━━━ Dataset extract ━━━
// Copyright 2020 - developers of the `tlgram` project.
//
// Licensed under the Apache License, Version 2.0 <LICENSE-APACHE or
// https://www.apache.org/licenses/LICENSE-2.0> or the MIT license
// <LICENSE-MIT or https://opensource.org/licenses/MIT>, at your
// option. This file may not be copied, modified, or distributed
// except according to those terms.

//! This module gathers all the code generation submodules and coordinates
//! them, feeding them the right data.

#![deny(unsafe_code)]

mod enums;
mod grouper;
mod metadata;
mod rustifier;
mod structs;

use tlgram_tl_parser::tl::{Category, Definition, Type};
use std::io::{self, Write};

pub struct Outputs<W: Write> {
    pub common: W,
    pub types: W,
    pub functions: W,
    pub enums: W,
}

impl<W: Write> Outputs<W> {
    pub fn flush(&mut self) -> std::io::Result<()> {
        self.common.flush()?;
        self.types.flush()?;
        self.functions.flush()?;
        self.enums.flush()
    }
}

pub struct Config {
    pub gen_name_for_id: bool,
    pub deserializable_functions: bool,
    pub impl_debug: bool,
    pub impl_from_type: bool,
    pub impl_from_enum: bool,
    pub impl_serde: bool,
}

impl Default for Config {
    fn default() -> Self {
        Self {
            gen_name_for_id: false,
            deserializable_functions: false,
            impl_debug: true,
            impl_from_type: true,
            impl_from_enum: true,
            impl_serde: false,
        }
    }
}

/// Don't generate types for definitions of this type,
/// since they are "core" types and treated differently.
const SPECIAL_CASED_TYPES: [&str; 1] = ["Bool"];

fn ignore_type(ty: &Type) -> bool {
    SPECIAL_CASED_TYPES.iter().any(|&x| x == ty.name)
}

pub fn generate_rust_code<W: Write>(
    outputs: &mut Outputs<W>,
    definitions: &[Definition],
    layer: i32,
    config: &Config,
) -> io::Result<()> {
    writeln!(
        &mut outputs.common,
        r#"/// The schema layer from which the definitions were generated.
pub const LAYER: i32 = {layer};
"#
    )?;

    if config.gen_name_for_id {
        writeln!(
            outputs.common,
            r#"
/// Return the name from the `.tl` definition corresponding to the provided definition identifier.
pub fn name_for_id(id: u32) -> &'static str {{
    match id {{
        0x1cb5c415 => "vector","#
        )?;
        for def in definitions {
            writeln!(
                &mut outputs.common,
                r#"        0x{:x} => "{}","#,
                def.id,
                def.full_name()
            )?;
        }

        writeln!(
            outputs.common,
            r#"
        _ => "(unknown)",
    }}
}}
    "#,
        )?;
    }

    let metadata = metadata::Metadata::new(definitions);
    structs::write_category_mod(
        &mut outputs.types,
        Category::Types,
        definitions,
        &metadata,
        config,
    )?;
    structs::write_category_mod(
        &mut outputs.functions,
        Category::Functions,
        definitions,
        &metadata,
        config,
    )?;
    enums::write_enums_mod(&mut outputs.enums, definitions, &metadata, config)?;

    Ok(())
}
━━━
Every record above needs to be returned in full, exactly.

// Copyright 2020 - developers of the `tlgram` project.
//
// Licensed under the Apache License, Version 2.0 <LICENSE-APACHE or
// https://www.apache.org/licenses/LICENSE-2.0> or the MIT license
// <LICENSE-MIT or https://opensource.org/licenses/MIT>, at your
// option. This file may not be copied, modified, or distributed
// except according to those terms.

//! This module gathers all the code generation submodules and coordinates
//! them, feeding them the right data.

#![deny(unsafe_code)]

mod enums;
mod grouper;
mod metadata;
mod rustifier;
mod structs;

use tlgram_tl_parser::tl::{Category, Definition, Type};
use std::io::{self, Write};

pub struct Outputs<W: Write> {
    pub common: W,
    pub types: W,
    pub functions: W,
    pub enums: W,
}

impl<W: Write> Outputs<W> {
    pub fn flush(&mut self) -> std::io::Result<()> {
        self.common.flush()?;
        self.types.flush()?;
        self.functions.flush()?;
        self.enums.flush()
    }
}

pub struct Config {
    pub gen_name_for_id: bool,
    pub deserializable_functions: bool,
    pub impl_debug: bool,
    pub impl_from_type: bool,
    pub impl_from_enum: bool,
    pub impl_serde: bool,
}

impl Default for Config {
    fn default() -> Self {
        Self {
            gen_name_for_id: false,
            deserializable_functions: false,
            impl_debug: true,
            impl_from_type: true,
            impl_from_enum: true,
            impl_serde: false,
        }
    }
}

/// Don't generate types for definitions of this type,
/// since they are "core" types and treated differently.
const SPECIAL_CASED_TYPES: [&str; 1] = ["Bool"];

fn ignore_type(ty: &Type) -> bool {
    SPECIAL_CASED_TYPES.iter().any(|&x| x == ty.name)
}

pub fn generate_rust_code<W: Write>(
    outputs: &mut Outputs<W>,
    definitions: &[Definition],
    layer: i32,
    config: &Config,
) -> io::Result<()> {
    writeln!(
        &mut outputs.common,
        r#"/// The schema layer from which the definitions were generated.
pub const LAYER: i32 = {layer};
"#
    )?;

    if config.gen_name_for_id {
        writeln!(
            outputs.common,
            r#"
/// Return the name from the `.tl` definition corresponding to the provided definition identifier.
pub fn name_for_id(id: u32) -> &'static str {{
    match id {{
        0x1cb5c415 => "vector","#
        )?;
        for def in definitions {
            writeln!(
                &mut outputs.common,
                r#"        0x{:x} => "{}","#,
                def.id,
                def.full_name()
            )?;
        }

        writeln!(
            outputs.common,
            r#"
        _ => "(unknown)",
    }}
}}
    "#,
        )?;
    }

    let metadata = metadata::Metadata::new(definitions);
    structs::write_category_mod(
        &mut outputs.types,
        Category::Types,
        definitions,
        &metadata,
        config,
    )?;
    structs::write_category_mod(
        &mut outputs.functions,
        Category::Functions,
        definitions,
        &metadata,
        config,
    )?;
    enums::write_enums_mod(&mut outputs.enums, definitions, &metadata, config)?;

    Ok(())
}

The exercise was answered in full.